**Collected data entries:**

---

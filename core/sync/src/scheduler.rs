//! Flush scheduling: startup, periodic, connectivity-regained and on demand.

use std::future::Future;
use std::time::Duration;
use tokio::sync::{mpsc, oneshot};
use tokio::time::{interval_at, Instant, MissedTickBehavior};
use tracing::{debug, error, info};

use stepsync_common::{Error, Result};

use crate::connectivity::Connectivity;
use crate::engine::FlushReport;

/// Why a flush was started.
#[derive(Debug, Clone, Copy, PartialEq, Eq)]
pub enum FlushTrigger {
    /// Once when the scheduler starts.
    Startup,
    /// The recurring timer fired.
    Interval,
    /// The device went from offline to online.
    ConnectivityRegained,
    /// A caller asked for it (e.g. after login).
    Requested,
}

type Reply = oneshot::Sender<Result<FlushReport>>;

enum Request {
    /// Flush, optionally answering with the report.
    Flush(Option<Reply>),
    Shutdown,
}

/// Cloneable front end for asking the scheduler to flush.
#[derive(Clone)]
pub struct FlushScheduler {
    request_tx: mpsc::Sender<Request>,
}

impl FlushScheduler {
    /// Create a scheduler and the handle that runs it.
    pub fn new(interval: Duration, connectivity: Connectivity) -> (Self, FlushSchedulerHandle) {
        let (request_tx, request_rx) = mpsc::channel(100);

        let scheduler = Self { request_tx };
        let handle = FlushSchedulerHandle {
            interval,
            connectivity,
            request_rx,
        };

        (scheduler, handle)
    }

    /// Request a flush and wait for its report.
    ///
    /// If a flush is already running, the request is answered by the next
    /// one rather than starting a second.
    pub async fn request_flush(&self) -> Result<FlushReport> {
        let (reply_tx, reply_rx) = oneshot::channel();

        self.request_tx
            .send(Request::Flush(Some(reply_tx)))
            .await
            .map_err(|_| Error::Scheduler("Scheduler not running".to_string()))?;

        reply_rx
            .await
            .map_err(|_| Error::Scheduler("Failed to receive flush report".to_string()))?
    }

    /// Ask for a flush without waiting for it.
    pub fn notify_flush(&self) {
        if let Err(e) = self.request_tx.try_send(Request::Flush(None)) {
            // A full queue already holds a pending flush.
            debug!("Flush notification not delivered: {}", e);
        }
    }

    /// Shutdown the scheduler.
    pub async fn shutdown(&self) {
        let _ = self.request_tx.send(Request::Shutdown).await;
    }
}

/// Handle for the scheduler background task.
pub struct FlushSchedulerHandle {
    interval: Duration,
    connectivity: Connectivity,
    request_rx: mpsc::Receiver<Request>,
}

impl FlushSchedulerHandle {
    /// Run the scheduler background task.
    ///
    /// This should be spawned in a tokio task. `flush_fn` is called whenever
    /// a flush is due; calls never overlap.
    pub async fn run<F, Fut>(mut self, flush_fn: F)
    where
        F: Fn(FlushTrigger) -> Fut + Send + Sync + 'static,
        Fut: Future<Output = Result<FlushReport>> + Send,
    {
        let mut ticker = interval_at(Instant::now() + self.interval, self.interval);
        ticker.set_missed_tick_behavior(MissedTickBehavior::Delay);
        let mut online_rx = self.connectivity.subscribe();
        let mut was_online = *online_rx.borrow_and_update();

        info!("Flush scheduler started (every {:?})", self.interval);

        let result = Self::flush(&flush_fn, FlushTrigger::Startup).await;
        if self.answer_queued(&result) {
            info!("Flush scheduler shutting down");
            return;
        }

        loop {
            let (trigger, reply) = tokio::select! {
                request = self.request_rx.recv() => match request {
                    Some(Request::Flush(reply)) => (FlushTrigger::Requested, reply),
                    Some(Request::Shutdown) | None => {
                        info!("Flush scheduler shutting down");
                        break;
                    }
                },

                _ = ticker.tick() => (FlushTrigger::Interval, None),

                Ok(()) = online_rx.changed() => {
                    let online = *online_rx.borrow_and_update();
                    let regained = online && !was_online;
                    was_online = online;
                    if !regained {
                        continue;
                    }
                    (FlushTrigger::ConnectivityRegained, None)
                }
            };

            let result = Self::flush(&flush_fn, trigger).await;
            let shutting_down = self.answer_queued(&result);
            if let Some(reply) = reply {
                let _ = reply.send(result);
            }
            if shutting_down {
                info!("Flush scheduler shutting down");
                break;
            }
        }
    }

    async fn flush<F, Fut>(flush_fn: &F, trigger: FlushTrigger) -> Result<FlushReport>
    where
        F: Fn(FlushTrigger) -> Fut,
        Fut: Future<Output = Result<FlushReport>>,
    {
        debug!("Triggering flush: {:?}", trigger);
        let result = flush_fn(trigger).await;
        match &result {
            Ok(report) if report.attempted > 0 => {
                info!(
                    "{:?} flush completed: {} confirmed, {} pending, {} rejected",
                    trigger,
                    report.confirmed,
                    report.requeued,
                    report.rejected.len()
                );
            }
            Ok(_) => {}
            Err(e) => {
                error!("{:?} flush failed: {}", trigger, e);
            }
        }
        result
    }

    /// Answer requests that queued up during a flush with its result.
    ///
    /// Returns `true` if a shutdown was among them.
    fn answer_queued(&mut self, result: &Result<FlushReport>) -> bool {
        let mut coalesced = 0;
        while let Ok(request) = self.request_rx.try_recv() {
            match request {
                Request::Flush(reply) => {
                    coalesced += 1;
                    if let Some(reply) = reply {
                        let _ = reply.send(share(result));
                    }
                }
                Request::Shutdown => return true,
            }
        }
        if coalesced > 0 {
            debug!("Coalesced {} flush requests", coalesced);
        }
        false
    }
}

fn share(result: &Result<FlushReport>) -> Result<FlushReport> {
    match result {
        Ok(report) => Ok(report.clone()),
        Err(e) => Err(Error::Scheduler(e.to_string())),
    }
}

---

**Aim of the task:**
Go through the entries and return each line where the word "Future" occurs.

**Solution below:**
use std::future::Future;
        Fut: Future<Output = Result<FlushReport>> + Send,
        Fut: Future<Output = Result<FlushReport>>,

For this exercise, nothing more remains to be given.